Hope chests, once used by young women to store items representing their hopes for a future marriage and new life, date from the beginnings of human relationships. Even in tribal days, families and friends offered bridal gifts and carried them in baskets to a couple’s new home.
Many cultures have embraced the tradition of the hope chest, also called a bridal or dower chest, throughout history. For example, in Italy, the chests, called cassones, were usually elaborately carved and embellished with mythological or historical episodes. Similar chests in Java were called jodangs; these were carved from teak, and the tops often were decorated with a pair of lucky Indonesian dragons or roosters.

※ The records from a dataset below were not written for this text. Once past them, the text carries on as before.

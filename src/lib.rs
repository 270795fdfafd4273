//! Interactive password strength checker
//!
//! This library reads a password from the terminal with masked echo,
//! evaluates it against five composition criteria and renders a report
//! with improvement suggestions.
//!
//! # Features
//!
//! - `async`: Enables channel-based evaluation with cancellation support
//! - `tracing`: Enables logging via tracing crate
//!
//! # Example
//!
//! ```rust
//! use passchecker::{evaluate_password_strength, PasswordStrength};
//! use secrecy::SecretString;
//!
//! let password = SecretString::new("Password1!".to_string().into());
//! let assessment = evaluate_password_strength(&password);
//!
//! assert_eq!(assessment.strength(), PasswordStrength::Strong);
//! assert_eq!(assessment.score_points(), 5);
//! assert_eq!(assessment.score_percent(), 100);
//! ```

// Internal modules
mod evaluator;
mod input;
mod report;
mod sections;
mod session;
#[cfg(unix)]
mod signals;
mod types;

// Public API
pub use evaluator::{evaluate_password_strength, ALL_MET_SUGGESTION, MAX_POINTS};
pub use input::{
    decode_key, read_line, read_password, Echo, InputError, Key, KeySource,
    Prompter, RawModeGuard, TerminalKeys, TerminalPrompter,
};
pub use report::print_report;
pub use sections::MIN_LENGTH;
pub use session::{
    run, wants_another, write_cancelled, Outcome, CANCELLED_MESSAGE, PASSWORD_PROMPT,
    REPEAT_PROMPT,
};
#[cfg(unix)]
pub use signals::{cancel_on_signal, install_signal_handlers, TERMINATION_SIGNALS};
pub use types::{Assessment, Criteria, Criterion, PasswordStrength};

#[cfg(feature = "async")]
pub use evaluator::evaluate_password_strength_tx;
//! Value types produced by the evaluator.

use std::fmt;

/// Coarse strength tier of a password.
#[derive(Debug, Clone, Copy, PartialEq, Eq, Hash)]
pub enum PasswordStrength {
    Weak,
    Medium,
    Strong,
}

impl PasswordStrength {
    /// Tier for a password given its length check and the number of
    /// satisfied character classes (0-4).
    pub fn from_criteria(length_ok: bool, class_count: usize) -> Self {
        if !length_ok {
            return PasswordStrength::Weak;
        }
        match class_count {
            0 | 1 => PasswordStrength::Weak,
            2 | 3 => PasswordStrength::Medium,
            _ => PasswordStrength::Strong,
        }
    }

    pub fn as_str(&self) -> &'static str {
        match self {
            PasswordStrength::Weak => "WEAK",
            PasswordStrength::Medium => "MEDIUM",
            PasswordStrength::Strong => "STRONG",
        }
    }
}

impl fmt::Display for PasswordStrength {
    fn fmt(&self, f: &mut fmt::Formatter<'_>) -> fmt::Result {
        f.write_str(self.as_str())
    }
}

/// One composition rule, listed in report order.
#[derive(Debug, Clone, Copy, PartialEq, Eq, Hash)]
pub enum Criterion {
    Length,
    Upper,
    Lower,
    Digit,
    Special,
}

impl Criterion {
    pub const ALL: [Criterion; 5] = [
        Criterion::Length,
        Criterion::Upper,
        Criterion::Lower,
        Criterion::Digit,
        Criterion::Special,
    ];

    /// Name of the check as it appears in the report.
    pub fn label(&self) -> &'static str {
        match self {
            Criterion::Length => "Length >= 8",
            Criterion::Upper => "Contains UPPERCASE letter",
            Criterion::Lower => "Contains lowercase letter",
            Criterion::Digit => "Contains digit",
            Criterion::Special => "Contains special character",
        }
    }

    /// Advice shown when this criterion is not met.
    pub fn suggestion(&self) -> &'static str {
        match self {
            Criterion::Length => "Make it at least 8 characters long (12+ recommended).",
            Criterion::Upper => "Add at least one UPPERCASE letter (A-Z).",
            Criterion::Lower => "Add at least one lowercase letter (a-z).",
            Criterion::Digit => "Add at least one digit (0-9).",
            Criterion::Special => "Add at least one special character (e.g. !@#$%^&*).",
        }
    }
}

/// Outcome of the five composition checks.
#[derive(Debug, Clone, Copy, Default, PartialEq, Eq, Hash)]
pub struct Criteria {
    pub length: bool,
    pub upper: bool,
    pub lower: bool,
    pub digit: bool,
    pub special: bool,
}

impl Criteria {
    pub fn is_met(&self, criterion: Criterion) -> bool {
        match criterion {
            Criterion::Length => self.length,
            Criterion::Upper => self.upper,
            Criterion::Lower => self.lower,
            Criterion::Digit => self.digit,
            Criterion::Special => self.special,
        }
    }

    pub(crate) fn set(&mut self, criterion: Criterion, met: bool) {
        match criterion {
            Criterion::Length => self.length = met,
            Criterion::Upper => self.upper = met,
            Criterion::Lower => self.lower = met,
            Criterion::Digit => self.digit = met,
            Criterion::Special => self.special = met,
        }
    }

    /// Number of satisfied character classes (upper, lower, digit, special).
    pub fn class_count(&self) -> usize {
        [self.upper, self.lower, self.digit, self.special]
            .iter()
            .filter(|&&b| b)
            .count()
    }

    /// Number of satisfied criteria, length included.
    pub fn met_count(&self) -> usize {
        usize::from(self.length) + self.class_count()
    }

    pub fn all_met(&self) -> bool {
        self.met_count() == Criterion::ALL.len()
    }
}

/// Strength assessment of a single password.
///
/// Built by [`evaluate_password_strength`](crate::evaluate_password_strength);
/// it holds no trace of the password itself.
#[derive(Debug, Clone, PartialEq, Eq)]
pub struct Assessment {
    criteria: Criteria,
    strength: PasswordStrength,
    score_points: u8,
    score_percent: u8,
    suggestions: Vec<String>,
}

impl Assessment {
    pub(crate) fn new(
        criteria: Criteria,
        strength: PasswordStrength,
        score_points: u8,
        score_percent: u8,
        suggestions: Vec<String>,
    ) -> Self {
        Self {
            criteria,
            strength,
            score_points,
            score_percent,
            suggestions,
        }
    }

    pub fn criteria(&self) -> &Criteria {
        &self.criteria
    }

    pub fn strength(&self) -> PasswordStrength {
        self.strength
    }

    /// Points scored, 0 to [`MAX_POINTS`](crate::MAX_POINTS).
    pub fn score_points(&self) -> u8 {
        self.score_points
    }

    pub fn score_percent(&self) -> u8 {
        self.score_percent
    }

    pub fn suggestions(&self) -> &[String] {
        &self.suggestions
    }
}
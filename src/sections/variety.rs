//! Character variety sections - one check per character class.
//!
//! Classes are ASCII: `A-Z`, `a-z`, `0-9`, and anything else counts as special.

use secrecy::{ExposeSecret, SecretString};
use super::SectionResult;
use crate::types::Criterion;

fn class_section(
    password: &SecretString,
    criterion: Criterion,
    matches: fn(&char) -> bool,
) -> SectionResult {
    if password.expose_secret().chars().any(|c| matches(&c)) {
        None
    } else {
        Some(criterion.suggestion())
    }
}

/// Checks for at least one uppercase letter.
pub fn uppercase_section(password: &SecretString) -> SectionResult {
    class_section(password, Criterion::Upper, char::is_ascii_uppercase)
}

/// Checks for at least one lowercase letter.
pub fn lowercase_section(password: &SecretString) -> SectionResult {
    class_section(password, Criterion::Lower, char::is_ascii_lowercase)
}

/// Checks for at least one digit.
pub fn digit_section(password: &SecretString) -> SectionResult {
    class_section(password, Criterion::Digit, char::is_ascii_digit)
}

/// Checks for at least one character outside `A-Z`, `a-z` and `0-9`.
pub fn special_section(password: &SecretString) -> SectionResult {
    class_section(password, Criterion::Special, |c| !c.is_ascii_alphanumeric())
}

#[cfg(test)]
mod tests {
    use super::*;

    fn secret(s: &str) -> SecretString {
        SecretString::new(s.to_string().into())
    }

    #[test]
    fn test_uppercase_section() {
        assert!(uppercase_section(&secret("lowercase123!")).is_some());
        assert_eq!(uppercase_section(&secret("lowerCase")), None);
    }

    #[test]
    fn test_lowercase_section() {
        let result = lowercase_section(&secret("UPPERCASE123!"));
        assert!(matches!(result, Some(reason) if reason.contains("lowercase")));
        assert_eq!(lowercase_section(&secret("UPPERcASE")), None);
    }

    #[test]
    fn test_digit_section() {
        let result = digit_section(&secret("NoNumbers!"));
        assert!(matches!(result, Some(reason) if reason.contains("digit")));
        assert_eq!(digit_section(&secret("one1")), None);
    }

    #[test]
    fn test_special_section() {
        let result = special_section(&secret("NoSpecial123"));
        assert!(matches!(result, Some(reason) if reason.contains("special")));
        assert_eq!(special_section(&secret("has space")), None);
        assert_eq!(special_section(&secret("HasAll123!@#")), None);
    }

    #[test]
    fn test_non_ascii_letters_count_as_special() {
        let pwd = secret("ÄÖÜ");
        assert!(uppercase_section(&pwd).is_some());
        assert_eq!(special_section(&pwd), None);
    }
}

Hope chests were crafted with the products available in the locale at the time they were made, such as pine, oak, camphor, and teak, In the 18th century, European furniture makers began using American aromatic cedar to protect keepsakes and woolens. Some chests were plain, simply rough-hewn wooden boxes, while others were heavily decorated. Embellishments included paintings; brass or other metal ornamentation; leather fittings from deer, horses, or cows; and elaborate carvings.
A traditional hope chest was lovingly filled with items a young woman needed when she married. With assistance from her mother, sisters, and aunts, she would spend long hours embroidering pillow cases and tea towels, fashioning lace, and making quilts to safely store in the chest.
Hope chests can play an equally important role in the modern homes whether you’re single, planning to be married, or already wed.
Today’s chests provide great storage as their predecessors did, but the best news is that an unfinished version, such as the three-panel model featured here, can be custom-painted to showcase your individual taste and coordinate with your décor.
The opportunities for personalization are limitless. Begin by deciding where you might use your chest — then start brainstorming. Think about your favorite colors and things that express who you are. Do you like sports, nature, art? Your chest should tell a little about you and what is important in your life.
For example, a nature lover may paint a cardinal in the center panel of her chest. She could keep the chest close to her back door to hold her gardening gear and bird watching paraphernalia. An elegant monogrammed chest, featuring a soon-to-be bride’s future moniker would be the perfect place for storing bridal shower gifts. Later she could use it as a blanket chest in her new home. A playful folk art chest, filled with toys and games, is perfect for someone who loves colorful quilts as well as children’s and primitive art.
Many hope chests start in the same manner. They often come in kits, which are first assembled. Then rough spots are sanded smooth with fine-grit sandpaper. Next, a coat of sealer or primer is applied and allowed to dry. Once the blank canvas has been prepared, the real fun begins.